First, the network gave offense to religious produce. A few weeks ago, NBC began airing episodes of the popular (and blatantly Christian) kids’ cartoon VeggieTales, in which a talking tomato, cucumber and others give lessons about God’s love. (I can’t help but think of the Simpsons episode in which Ned Flanders considers the idea of a talking dog blasphemous in Davey and Goliath, but that’s neither here nor there.) Soon it became clear that NBC wanted the cartoon but not the Christianity, editing down the episodes to remove the most overt references to God. This steamed–as it were–the vegetables’ creator, who said his work was being bowdlerized; and some Christians were further offended by NBC’s plans this fall to air a Madonna concert from her recent tour, in which she performs a song while, um, hanging from a giant cross.

There’s a simple, Solomonic solution to this problem: let both programs air unbowdlerized.

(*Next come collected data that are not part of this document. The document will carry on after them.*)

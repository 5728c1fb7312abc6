//! Stage 6: categorize_article (grounded in `graph/nodes/categorize_article.py`).
//!
//! Resolves up to 3 LLM-predicted category names against the configured
//! `category_mapping`, falling back to a normalized (punctuation-stripped,
//! lowercased) match when the exact name doesn't hit — the original's
//! "fuzzy matched" fallback for bolded or whitespace-mangled LLM output.

use serde::Deserialize;

use crate::models::WorkflowState;
use crate::pipeline::llm::{LlmClient, LlmClientExt};
use crate::pipeline::stages::generate_summary::render;

const MAX_CATEGORIES: usize = 3;

#[derive(Deserialize)]
struct CategorizationResponse {
    categories: Vec<String>,
}

pub async fn categorize_article(mut state: WorkflowState, llm: &dyn LlmClient) -> WorkflowState {
    if state.is_failed() {
        return state;
    }

    let Some(article) = state.article.clone() else {
        state.fail("No article/summary found for categorization.");
        return state;
    };
    let Some(summary) = article.summary.clone() else {
        state.fail("No article/summary found for categorization.");
        return state;
    };
    let Some(prompts) = state.active_prompts.clone() else {
        state.fail("Prompts are not loaded.");
        return state;
    };
    let content_snippet: String = state
        .cleaned_article_text
        .as_deref()
        .unwrap_or_default()
        .chars()
        .take(500)
        .collect();

    let user_prompt = render(
        &prompts.categorization_user,
        &[("title", &article.title), ("summary", &summary), ("content_snippet", &content_snippet)],
    );

    match llm
        .complete_structured::<CategorizationResponse>(&prompts.categorization_system, &user_prompt)
        .await
    {
        Ok(resp) => {
            let predicted: Vec<String> = resp.categories.into_iter().take(MAX_CATEGORIES).collect();
            let mapped_ids = resolve_category_ids(&predicted, &state.category_mapping);

            if let Some(article) = state.article.as_mut() {
                article.category = predicted;
                article.category_ids = mapped_ids;
            }
        }
        Err(e) => state.fail(format!("Error in categorize: {e}")),
    }

    state
}

fn normalize(name: &str) -> String {
    name.chars()
        .filter(|c| c.is_alphanumeric() || c.is_whitespace())
        .collect::<String>()
        .to_lowercase()
        .trim()
        .to_string()
}

fn resolve_category_ids(
    predicted: &[String],
    category_map: &std::collections::HashMap<String, String>,
) -> Vec<String> {
    let normalized_map: std::collections::HashMap<String, String> = category_map
        .iter()
        .map(|(name, id)| (normalize(name), id.clone()))
        .collect();

    predicted
        .iter()
        .filter_map(|name| {
            category_map
                .get(name)
                .cloned()
                .or_else(|| normalized_map.get(&normalize(name)).cloned())
        })
        .collect()
}

#[cfg(test)]
mod tests {
    use super::*;

    #[test]
    fn fuzzy_matches_on_normalized_name() {
        let mut map = std::collections::HashMap::new();
        map.insert("Market News".to_string(), "uuid-1".to_string());

        let ids = resolve_category_ids(&["**market news**".to_string()], &map);
        assert_eq!(ids, vec!["uuid-1".to_string()]);
    }

    #[test]
    fn unmapped_category_is_dropped() {
        let map = std::collections::HashMap::new();
        let ids = resolve_category_ids(&["Unknown".to_string()], &map);
        assert!(ids.is_empty());
    }
}
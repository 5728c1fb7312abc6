//! The pipeline executor's stage functions (NewsAgent §4.5), one module per
//! DAG node, wired together by [`crate::pipeline::Executor`].

pub mod calculate_reading_time;
pub mod categorize_article;
pub mod check_embedded_links;
pub mod extract_country;
pub mod extract_links;
pub mod fetch;
pub mod find_other_sources;
pub mod generate_seo;
pub mod generate_summary;
pub mod notify_webhook;
pub mod select_best_summary;
pub mod translate_article;
pub mod validate_summary;
use serde::{Deserialize, Serialize};

/// An anchor inside the extracted article body, scored for relevance
/// against the article's summary (NewsAgent §3/§4.10).
#[derive(Debug, Clone, Serialize, Deserialize)]
pub struct EmbeddedLink {
    pub hyperlink_text: String,
    pub absolute_url: String,
    pub surrounding_context: String,
    pub relevance_score: Option<f64>,
}

/// Structured-output verdict from the validator LLM call (NewsAgent §3/§4.5
/// step 5).
#[derive(Debug, Clone, Serialize, Deserialize)]
pub struct ValidationResult {
    pub is_valid: bool,
    pub feedback: String,
    pub semantic_score: Option<f64>,
    pub tone_score: Option<f64>,
}

/// One iteration of the generate/validate loop, recorded so
/// `select_best_summary` can pick the highest-scoring attempt even when the
/// loop exhausts its retries without ever producing a valid summary.
#[derive(Debug, Clone, Serialize, Deserialize)]
pub struct SummaryAttempt {
    pub summary: String,
    pub validation: ValidationResult,
}

/// SEO metadata produced by `generate_seo`: the LLM supplies everything
/// except `json_ld`, which the executor constructs deterministically
/// (NewsAgent §4.5 step 11).
#[derive(Debug, Clone, Serialize, Deserialize)]
pub struct Seo {
    pub meta_title: String,
    pub meta_description: String,
    pub slug: String,
    pub primary_keywords: Vec<String>,
    pub og_title: String,
    pub og_description: String,
    pub og_image: String,
    pub twitter_card: String,
    pub twitter_title: String,
    pub twitter_description: String,
    pub json_ld: Option<serde_json::Value>,
}

/// The enriched article the pipeline produces. Populated incrementally by
/// every pipeline stage after `fetch`.
#[derive(Debug, Clone, Default, Serialize, Deserialize)]
pub struct Article {
    pub title: String,
    pub content: String,
    pub summary: Option<String>,
    pub published_date: Option<String>,
    pub author: Option<String>,
    pub top_image: Option<String>,

    pub category: Vec<String>,
    pub category_ids: Vec<String>,
    pub sub_category: Vec<String>,
    pub countries: Vec<String>,

    pub title_ar: Option<String>,
    pub summary_ar: Option<String>,
    pub content_ar: Option<String>,

    pub reading_time: Option<u32>,
    pub reading_time_ar: Option<u32>,

    pub embedded_links: Vec<EmbeddedLink>,
    pub seo: Option<Seo>,
}
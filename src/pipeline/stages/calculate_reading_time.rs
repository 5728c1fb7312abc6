//! Stage 15: calculate_reading_time (grounded in
//! `graph/nodes/calculate_reading_time.py`).
//!
//! Pure computation, no collaborator call: `ceil(word_count / 200)`.

use crate::models::WorkflowState;

const WORDS_PER_MINUTE: usize = 200;

pub fn calculate_reading_time(mut state: WorkflowState) -> WorkflowState {
    if state.is_failed() {
        return state;
    }

    let Some(article) = state.article.as_mut() else {
        return state;
    };

    if let Some(summary) = article.summary.as_deref() {
        article.reading_time = Some(reading_minutes(summary));
    }
    if let Some(summary_ar) = article.summary_ar.as_deref() {
        article.reading_time_ar = Some(reading_minutes(summary_ar));
    }

    state
}

fn reading_minutes(text: &str) -> u32 {
    let word_count = text.split_whitespace().count();
    word_count.div_ceil(WORDS_PER_MINUTE).max(1) as u32
}

#[cfg(test)]
mod tests {
    use super::*;
    use crate::models::Article;

    #[test]
    fn rounds_up_to_next_minute() {
        let mut state = WorkflowState::new("https://example.com".into(), 3);
        let words = vec!["word"; 250].join(" ");
        state.article = Some(Article { summary: Some(words), ..Default::default() });

        let result = calculate_reading_time(state);
        assert_eq!(result.article.unwrap().reading_time, Some(2));
    }

    #[test]
    fn empty_summary_never_zero() {
        assert_eq!(reading_minutes("one"), 1);
    }
}
use chrono::{DateTime, Utc};
use serde::{Deserialize, Serialize};

/// A configured listing page the discovery scheduler (C6) periodically polls.
///
/// Invariant: `listing_url` is unique across all sources.
#[derive(Debug, Clone, Serialize, Deserialize)]
pub struct Source {
    pub id: String,
    pub name: String,
    pub listing_url: String,
    /// Optional substring/regex accepted-link filter.
    pub url_pattern: Option<String>,
    pub fetch_interval_minutes: i64,
    pub is_active: bool,
    pub last_run_at: Option<DateTime<Utc>>,
    /// Per-domain delay override; falls back to [`crate::config::AppConfig::default_delay_seconds`].
    pub delay_seconds: Option<i64>,
}

impl Source {
    /// Whether this source is due for a scheduler tick (NewsAgent §4.6).
    #[must_use]
    pub fn is_due(&self, now: DateTime<Utc>) -> bool {
        match self.last_run_at {
            None => true,
            Some(last) => {
                let elapsed_minutes = (now - last).num_minutes();
                elapsed_minutes >= self.fetch_interval_minutes
            }
        }
    }
}

/// Status of a URL the discovery scheduler has ever seen. Persistent memory
/// of the system (NewsAgent §3): `url` is the global dedup key.
#[derive(Debug, Clone, Copy, PartialEq, Eq, Serialize, Deserialize)]
#[serde(rename_all = "snake_case")]
pub enum DiscoveredArticleStatus {
    Queued,
    SubmissionFailed,
    Processing,
    Processed,
    Approved,
    Rejected,
    Duplicated,
}

#[derive(Debug, Clone, Serialize, Deserialize)]
pub struct DiscoveredArticle {
    pub id: String,
    pub source_id: String,
    pub url: String,
    pub status: DiscoveredArticleStatus,
    pub discovered_at: DateTime<Utc>,
    pub processed_at: Option<DateTime<Utc>>,
    pub final_output: Option<serde_json::Value>,
}
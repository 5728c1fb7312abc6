//! Stage "search fan-out" (C10, grounded in `graph/nodes/find_other_sources.py`).
//!
//! Generates 3-5 corroborating search queries via structured LLM output,
//! then runs them sequentially against the search collaborator, unioning
//! hits by URL into a seen-set seeded with the article's own source URL.

use serde::Deserialize;
use serde_json::json;

use crate::models::WorkflowState;
use crate::pipeline::llm::{LlmClient, LlmClientExt};
use crate::pipeline::search::SearchClient;
use crate::pipeline::stages::generate_summary::render;

const MAX_RESULTS_PER_QUERY: usize = 5;

#[derive(Deserialize)]
struct SearchQueriesResponse {
    queries: Vec<String>,
}

pub async fn find_other_sources(
    mut state: WorkflowState,
    llm: &dyn LlmClient,
    search: &dyn SearchClient,
) -> WorkflowState {
    if state.is_failed() {
        return state;
    }

    let Some(article) = state.article.clone() else {
        return state;
    };
    let Some(summary) = article.summary.clone() else {
        return state;
    };
    let Some(prompts) = state.active_prompts.clone() else {
        state.fail("Prompts are not loaded.");
        return state;
    };

    let user_prompt = render(&prompts.search_user, &[("title", &article.title), ("summary", &summary)]);

    let queries = match llm
        .complete_structured::<SearchQueriesResponse>(&prompts.search_system, &user_prompt)
        .await
    {
        Ok(resp) => resp.queries,
        Err(e) => {
            // Best-effort enrichment: a failed fan-out leaves other_sources
            // empty rather than failing the pipeline.
            tracing::debug!("find_other_sources query generation failed: {e}");
            state.search_queries = Vec::new();
            return state;
        }
    };

    state.search_queries = queries.clone();

    let mut seen_urls = std::collections::HashSet::new();
    seen_urls.insert(state.source_url.clone());

    let mut results = Vec::new();
    for query in &queries {
        let hits = match search.search(query, MAX_RESULTS_PER_QUERY).await {
            Ok(hits) => hits,
            Err(e) => {
                tracing::debug!("search query {query:?} failed: {e}");
                continue;
            }
        };
        for hit in hits {
            if seen_urls.insert(hit.url.clone()) {
                results.push(json!({ "url": hit.url, "content": hit.content }));
            }
        }
    }

    state.other_sources = results;
    state
}

#[cfg(test)]
mod tests {
    use super::*;

    #[test]
    fn deserializes_query_list() {
        let raw = r#"{"queries": ["a", "b", "c"]}"#;
        let resp: SearchQueriesResponse = serde_json::from_str(raw).unwrap();
        assert_eq!(resp.queries.len(), 3);
    }
}
//! Stage 4: validate_summary (grounded in `graph/nodes/validate_summary.py`).

use serde::Deserialize;

use crate::models::{SummaryAttempt, ValidationResult, WorkflowState};
use crate::pipeline::llm::{LlmClient, LlmClientExt};
use crate::pipeline::stages::generate_summary::render;

#[derive(Deserialize)]
struct ValidationResponse {
    is_valid: bool,
    feedback: String,
    #[serde(default)]
    semantic_score: Option<f64>,
    #[serde(default)]
    tone_score: Option<f64>,
}

pub async fn validate_summary(mut state: WorkflowState, llm: &dyn LlmClient) -> WorkflowState {
    if state.is_failed() {
        return state;
    }

    let Some(article_text) = state.cleaned_article_text.clone() else {
        state.fail("Cannot validate: cleaned_article_text is missing.");
        return state;
    };
    let Some(summary) = state.article.as_ref().and_then(|a| a.summary.clone()) else {
        state.fail("Cannot validate: summary is missing.");
        return state;
    };
    let Some(prompts) = state.active_prompts.clone() else {
        state.fail("Cannot validate: prompts are not loaded.");
        return state;
    };

    let user_prompt = render(
        &prompts.validation_user,
        &[("article_text", &article_text), ("summary_text", &summary)],
    );

    match llm
        .complete_structured::<ValidationResponse>(&prompts.validation_system, &user_prompt)
        .await
    {
        Ok(resp) => {
            let validation = ValidationResult {
                is_valid: resp.is_valid,
                feedback: resp.feedback,
                semantic_score: resp.semantic_score,
                tone_score: resp.tone_score,
            };
            state.summary_attempts.push(SummaryAttempt {
                summary,
                validation: validation.clone(),
            });
            state.validation_count = state.summary_attempts.len() as u32;
            state.validation_result = Some(validation);
        }
        Err(e) => state.fail(format!("Error in validate_summary: {e}")),
    }

    state
}

/// Conditional edge (`graph/nodes/conditional_edges.py::check_summary_validity`):
/// `true` continues the regenerate/validate loop, `false` ends it.
pub fn should_retry(state: &WorkflowState) -> bool {
    match &state.validation_result {
        None => false,
        Some(v) if v.is_valid => false,
        Some(_) => state.validation_count < state.max_retries,
    }
}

If you’re going to run VeggieTales and pander to religious groups anyway, it’s better and more honest to let the religious message be explicit, rather than make it some kind of subliminal subtext. (This is fairer too, by the way, to non-Christians, or anyone else who doesn’t want their kids getting spiritual instructions from a legume.) There’s no blanket taboo against overt religion on networks: A Charlie Brown Christmas, possibly the best animated TV special for children ever, climaxes with the character Linus reciting verse from the New Testament, and it’s aired for over 40 years. Give the audience its Christian cucumbers, Muslim lentils, Hindu pumpkins or adorable little Satanist chili peppers–but be upfront about it. Likewise, air Madonna’s concert as it was meant to be, and let anyone change the channel who doesn’t like it.

NBC is probably guilty of being tone-deaf to religion here, but even more so, it’s guilty of not understanding what the media market is like today. It believed that it could offer a watered-down, middle-of-the-road version of a Christian kids’ story and that people would be satisfied; but that middle of the road died with the old three-network system. There is no longer a happy medium that pleases tens of millions and alienates no one; people want their Godly tomatoes and crucified pop stars, and they’ll get them elsewhere if not on the broadcast networks.

So let the audience have its Christians: crazy, cucumbery, Kabbalistic or otherwise. You can’t have your talking vegetables and eat them too.